:: Extracted data

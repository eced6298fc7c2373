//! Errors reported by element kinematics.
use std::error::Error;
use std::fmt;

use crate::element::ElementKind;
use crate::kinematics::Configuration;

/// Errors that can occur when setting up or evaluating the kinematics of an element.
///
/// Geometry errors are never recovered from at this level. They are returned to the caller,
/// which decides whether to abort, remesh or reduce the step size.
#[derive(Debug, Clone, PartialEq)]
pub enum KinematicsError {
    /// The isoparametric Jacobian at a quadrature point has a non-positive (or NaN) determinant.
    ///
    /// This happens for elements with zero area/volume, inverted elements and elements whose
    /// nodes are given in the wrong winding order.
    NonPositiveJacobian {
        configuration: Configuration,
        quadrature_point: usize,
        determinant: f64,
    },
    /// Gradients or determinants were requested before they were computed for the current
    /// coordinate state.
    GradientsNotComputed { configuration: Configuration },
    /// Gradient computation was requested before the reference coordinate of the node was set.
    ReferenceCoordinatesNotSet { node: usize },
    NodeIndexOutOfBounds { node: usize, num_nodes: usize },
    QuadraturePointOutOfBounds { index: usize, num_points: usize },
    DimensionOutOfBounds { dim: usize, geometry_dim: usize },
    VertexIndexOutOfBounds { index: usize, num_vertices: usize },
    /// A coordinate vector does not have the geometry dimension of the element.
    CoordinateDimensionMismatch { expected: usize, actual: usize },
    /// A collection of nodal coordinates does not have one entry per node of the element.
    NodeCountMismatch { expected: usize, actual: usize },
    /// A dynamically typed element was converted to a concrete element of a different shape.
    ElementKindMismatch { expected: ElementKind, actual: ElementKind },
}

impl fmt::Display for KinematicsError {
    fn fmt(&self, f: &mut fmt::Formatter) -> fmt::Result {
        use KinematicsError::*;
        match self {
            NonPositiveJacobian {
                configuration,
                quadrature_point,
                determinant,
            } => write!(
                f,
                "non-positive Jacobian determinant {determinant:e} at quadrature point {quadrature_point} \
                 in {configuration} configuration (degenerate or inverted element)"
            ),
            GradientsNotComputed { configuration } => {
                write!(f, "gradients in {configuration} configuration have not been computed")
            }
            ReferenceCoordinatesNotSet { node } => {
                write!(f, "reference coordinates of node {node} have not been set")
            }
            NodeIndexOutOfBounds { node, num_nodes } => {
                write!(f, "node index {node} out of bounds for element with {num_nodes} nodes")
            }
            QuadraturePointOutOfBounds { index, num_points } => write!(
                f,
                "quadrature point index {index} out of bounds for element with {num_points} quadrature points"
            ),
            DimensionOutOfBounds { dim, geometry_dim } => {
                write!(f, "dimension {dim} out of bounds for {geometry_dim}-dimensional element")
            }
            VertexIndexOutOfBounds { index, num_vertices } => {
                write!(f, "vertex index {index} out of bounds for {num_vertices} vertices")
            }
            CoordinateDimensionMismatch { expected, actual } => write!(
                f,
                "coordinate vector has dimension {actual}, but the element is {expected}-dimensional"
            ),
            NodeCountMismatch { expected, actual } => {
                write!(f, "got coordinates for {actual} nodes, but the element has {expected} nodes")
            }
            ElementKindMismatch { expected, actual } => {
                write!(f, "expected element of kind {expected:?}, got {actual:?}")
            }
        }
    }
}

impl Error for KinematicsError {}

::::
:: Extracted data

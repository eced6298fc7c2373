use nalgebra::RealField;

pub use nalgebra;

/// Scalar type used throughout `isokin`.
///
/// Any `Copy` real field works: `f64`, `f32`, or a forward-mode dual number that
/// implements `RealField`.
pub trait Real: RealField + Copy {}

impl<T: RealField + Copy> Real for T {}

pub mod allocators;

::::

In the data above, which lines lie between the line with "pub use nalgebra;" and the line with "pub mod allocators;", inclusive? Print those lines exactly and nothing else.

Exercise result.
pub use nalgebra;

/// Scalar type used throughout `isokin`.
///
/// Any `Copy` real field works: `f64`, `f32`, or a forward-mode dual number that
/// implements `RealField`.
pub trait Real: RealField + Copy {}

impl<T: RealField + Copy> Real for T {}

pub mod allocators;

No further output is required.